About a month ago I was sitting in the sanctuary readying myself for the weekly worship run through. Looking over the script up in the Tech Booth, I immediately see the headline for that week’s sermon — daydreaming. I thought that sounded very interesting to me and wondered where it was going. I didn’t have time to read it, nor do I particularly like reading the sermon beforehand.
Unfortunately, the Unitarian Universalist Congregation at Montclair, New Jersey had a tragedy that Saturday beforehand. Senior co-minister, the Rev. Anya Sammler-Michael quickly wrote another sermon and that one was never spoken. Understandably so, after all we lost a youth of the congregation, but I sure love to have heard her thoughts. However, the title “daydreaming” did have me thinking about it quite a bit.

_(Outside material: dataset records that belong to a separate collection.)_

// SPDX-FileCopyrightText: 2026 Solace Contributors
// SPDX-License-Identifier: MIT OR Apache-2.0

//! Test harness for end-to-end pipeline testing.
//!
//! `TestHarness` assembles the full pipeline with mock completion, transport,
//! and emotion adapters over a temp SQLite database. Helpers drive each stage
//! the way the webhook gateway and background workers would.

use std::sync::Arc;
use std::time::Duration;

use chrono::{DateTime, Utc};
use solace_config::SolaceConfig;
use solace_config::model::MemoryConfig;
use solace_core::types::{InboundSms, Message, StatusCallback, User};
use solace_core::{MessageStatus, SolaceError};
use solace_pipeline::{
    EmotionSink, Generation, Ingestion, NudgeReport, NudgeScheduler, PipelineContext,
    QueueWorker, Reconciler,
};

use crate::mock_completion::MockCompletion;
use crate::mock_emotion::MockEmotion;
use crate::mock_transport::MockTransport;
use crate::storage::TestStorage;
use crate::SYSTEM_PHONE;

/// Builder for creating test environments with configurable options.
pub struct TestHarnessBuilder {
    responses: Vec<String>,
    completion: Option<MockCompletion>,
    failing_transport: bool,
    emotion: Option<MockEmotion>,
    memory: MemoryConfig,
    max_concurrency: usize,
}

impl TestHarnessBuilder {
    fn new() -> Self {
        Self {
            responses: Vec::new(),
            completion: None,
            failing_transport: false,
            emotion: None,
            memory: MemoryConfig::default(),
            max_concurrency: 4,
        }
    }

    /// Set mock completion responses.
    pub fn with_mock_responses(mut self, responses: Vec<String>) -> Self {
        self.responses = responses;
        self
    }

    /// Use a specific completion mock (e.g. [`MockCompletion::failing`]).
    pub fn with_completion(mut self, completion: MockCompletion) -> Self {
        self.completion = Some(completion);
        self
    }

    /// Make every transport send fail.
    pub fn with_failing_transport(mut self) -> Self {
        self.failing_transport = true;
        self
    }

    /// Enable emotion analysis backed by `emotion`.
    pub fn with_emotion(mut self, emotion: MockEmotion) -> Self {
        self.emotion = Some(emotion);
        self
    }

    /// Override memory window sizes and thresholds.
    pub fn with_memory(mut self, memory: MemoryConfig) -> Self {
        self.memory = memory;
        self
    }

    /// Cap on concurrent nudge units.
    pub fn with_max_concurrency(mut self, max_concurrency: usize) -> Self {
        self.max_concurrency = max_concurrency;
        self
    }

    /// Build the harness, creating the database and wiring every stage.
    pub async fn build(self) -> Result<TestHarness, SolaceError> {
        let store = TestStorage::new().await?;

        let mut config = SolaceConfig::default();
        config.system.phone_number = SYSTEM_PHONE.to_string();
        config.memory = self.memory;
        config.nudge.max_concurrency = self.max_concurrency;

        let completion = Arc::new(
            self.completion
                .unwrap_or_else(|| MockCompletion::with_responses(self.responses)),
        );
        let transport = Arc::new(MockTransport::new());
        transport.set_failing(self.failing_transport);

        let mut ctx = PipelineContext::from_storage(
            store.storage.clone(),
            completion.clone(),
            transport.clone(),
            &config,
        )?;

        let emotion = self.emotion.map(Arc::new);
        if let Some(analyzer) = &emotion {
            ctx = ctx.with_emotion(EmotionSink::new(analyzer.clone(), store.storage.clone()));
        }

        let worker = QueueWorker::new(
            store.storage.clone(),
            config.queue.name.clone(),
            Generation::new(ctx.clone()),
            Duration::from_millis(10),
        );

        Ok(TestHarness {
            ingestion: Ingestion::new(ctx.clone()),
            reconciler: Reconciler::new(ctx.clone()),
            nudges: NudgeScheduler::new(ctx.clone(), config.nudge.max_concurrency),
            worker,
            ctx,
            completion,
            transport,
            emotion,
            config,
            store,
        })
    }
}

/// A complete test environment with mock adapters and temp storage.
pub struct TestHarness {
    /// Temp storage seeded with the system account (id 1).
    pub store: TestStorage,
    /// The mock completion provider.
    pub completion: Arc<MockCompletion>,
    /// The mock SMS transport.
    pub transport: Arc<MockTransport>,
    /// The mock emotion analyzer, when enabled.
    pub emotion: Option<Arc<MockEmotion>>,
    /// Configuration the pipeline was built from.
    pub config: SolaceConfig,
    /// Shared pipeline context.
    pub ctx: PipelineContext,
    pub ingestion: Ingestion,
    pub reconciler: Reconciler,
    pub nudges: NudgeScheduler,
    pub worker: QueueWorker,
}

impl TestHarness {
    /// Create a new builder for configuring the test harness.
    pub fn builder() -> TestHarnessBuilder {
        TestHarnessBuilder::new()
    }

    /// Add an active, verified user with nudges enabled.
    pub async fn add_user(&self, first_name: &str, phone: &str) -> Result<User, SolaceError> {
        self.store.add_user(first_name, phone).await
    }

    /// Deliver an inbound SMS to the system number, as the inbound webhook would.
    pub async fn receive_sms(
        &self,
        from: &str,
        body: &str,
        reference_id: Option<&str>,
    ) -> Result<Message, SolaceError> {
        self.ingestion
            .receive(InboundSms {
                from: from.to_string(),
                to: SYSTEM_PHONE.to_string(),
                body: body.to_string(),
                reference_id: reference_id.map(str::to_string),
            })
            .await
    }

    /// Run the queue worker until the queue is empty. Returns how many
    /// entries were processed (retries count again).
    pub async fn drain_queue(&self) -> Result<usize, SolaceError> {
        let mut processed = 0;
        while self.worker.process_next().await? {
            processed += 1;
        }
        Ok(processed)
    }

    /// Post a status callback, as the status webhook would.
    pub async fn deliver_status(
        &self,
        reference_id: &str,
        status: &str,
    ) -> Result<MessageStatus, SolaceError> {
        self.reconciler
            .reconcile(StatusCallback {
                reference_id: reference_id.to_string(),
                status: status.to_string(),
            })
            .await
    }

    /// Run one nudge batch for users idle since `idle_since`.
    pub async fn run_nudges(&self, idle_since: DateTime<Utc>) -> Result<NudgeReport, SolaceError> {
        self.nudges.run_batch(idle_since).await
    }

    /// Run one nudge batch treating everyone without a message in the future
    /// as idle, which includes every user in a fresh database.
    pub async fn run_nudges_now(&self) -> Result<NudgeReport, SolaceError> {
        self.run_nudges(Utc::now() + chrono::Duration::seconds(1)).await
    }
}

It happens to all of us I am sure. We should be focusing on something important — class, reading, an assignment but the mind says nope and wanders off somewhere. Sometimes we just sit back and join the ride. If it’s not wandering to a bad place there’s no point in fighting it, since it may be good for you.
Lately, with my mother in the hospital that’s a lot of what I have been doing. My mind wanders off and I’m lost in a game on my phone not paying attention or just thinking. Sometimes it’s a good thing, I wrote my whole blog, I just needed to type. Other times it works against you such as worrying for example. You end up, as my elder the Rev. Foxxy (Sher) Pullen puts it, “hamster wheeling” the “what ifs” in your head.
Then there are times when you’re not just daydreaming anymore. Those times when you end up in a deep meditation or you’re off on an astral travel. You don’t need to be asleep and most of the time you don’t even have to try. Funny how your mind works.
That trip you wanted to take may be weighing on your mind and suddenly you are there. You can picture yourself sitting on the beach, watching the waves crash onto the sand, hearing the seagulls’ joyful laughter. Okay, maybe that’s where I travel to when I am caught “daydreaming” at times, after all my totem is an otter.
These adventures are fun and you can go just about anywhere without leaving your chair. During the shutdown of the COVID-19 pandemic this was well needed. I’m sure those that could easily astral traveled often.
I believe all of this is necessary though, well all except the wheel. Whatever you do, remember to not catch yourself in this vicious cycle. I have many times and it’s not fun. Sure, what you may have been doing might have been important but I believe your mind knows best. At least sometimes it does. You may be working out a problem in your head — talking to yourself while others are present even.
Then the times I see the work ahead of me and how I need to do it, all of it. I plan the whole process in my head wondering how and if I can get it all done. You can quickly “hamster wheel” here too. That’s when I think of Foxxy’s late husband, my elder, Hermotimus “Herm.” He’d remind us to not look at the pile or long list of things to do. Tackle one thing at a time and you will see how quickly everything will get done. He’s right and I get more done following that bit of advice.
Time flies when you are daydreaming and that could be important especially if you are somewhere you rather not be. The hospital lobby or emergency room are perfect examples. Might as well let your mind drift off, no sense in worrying and stressing out, it’s not helpful.
Your mind can go on any adventure it wants, the key is you need to allow it to happen. Encourage it, and go with the flow. When you do, you’ll surprise yourself with all the places you can go. We all need to daydream now and then.
So whether it is daydreaming or astral travel during the waking hours, it’s important. I believe if done correctly — no “hamster wheeling”– it could be a stress reliever. We all need that no matter who you are or what you do. Try it, don’t fight it, you just may like the spontaneous adventure after all.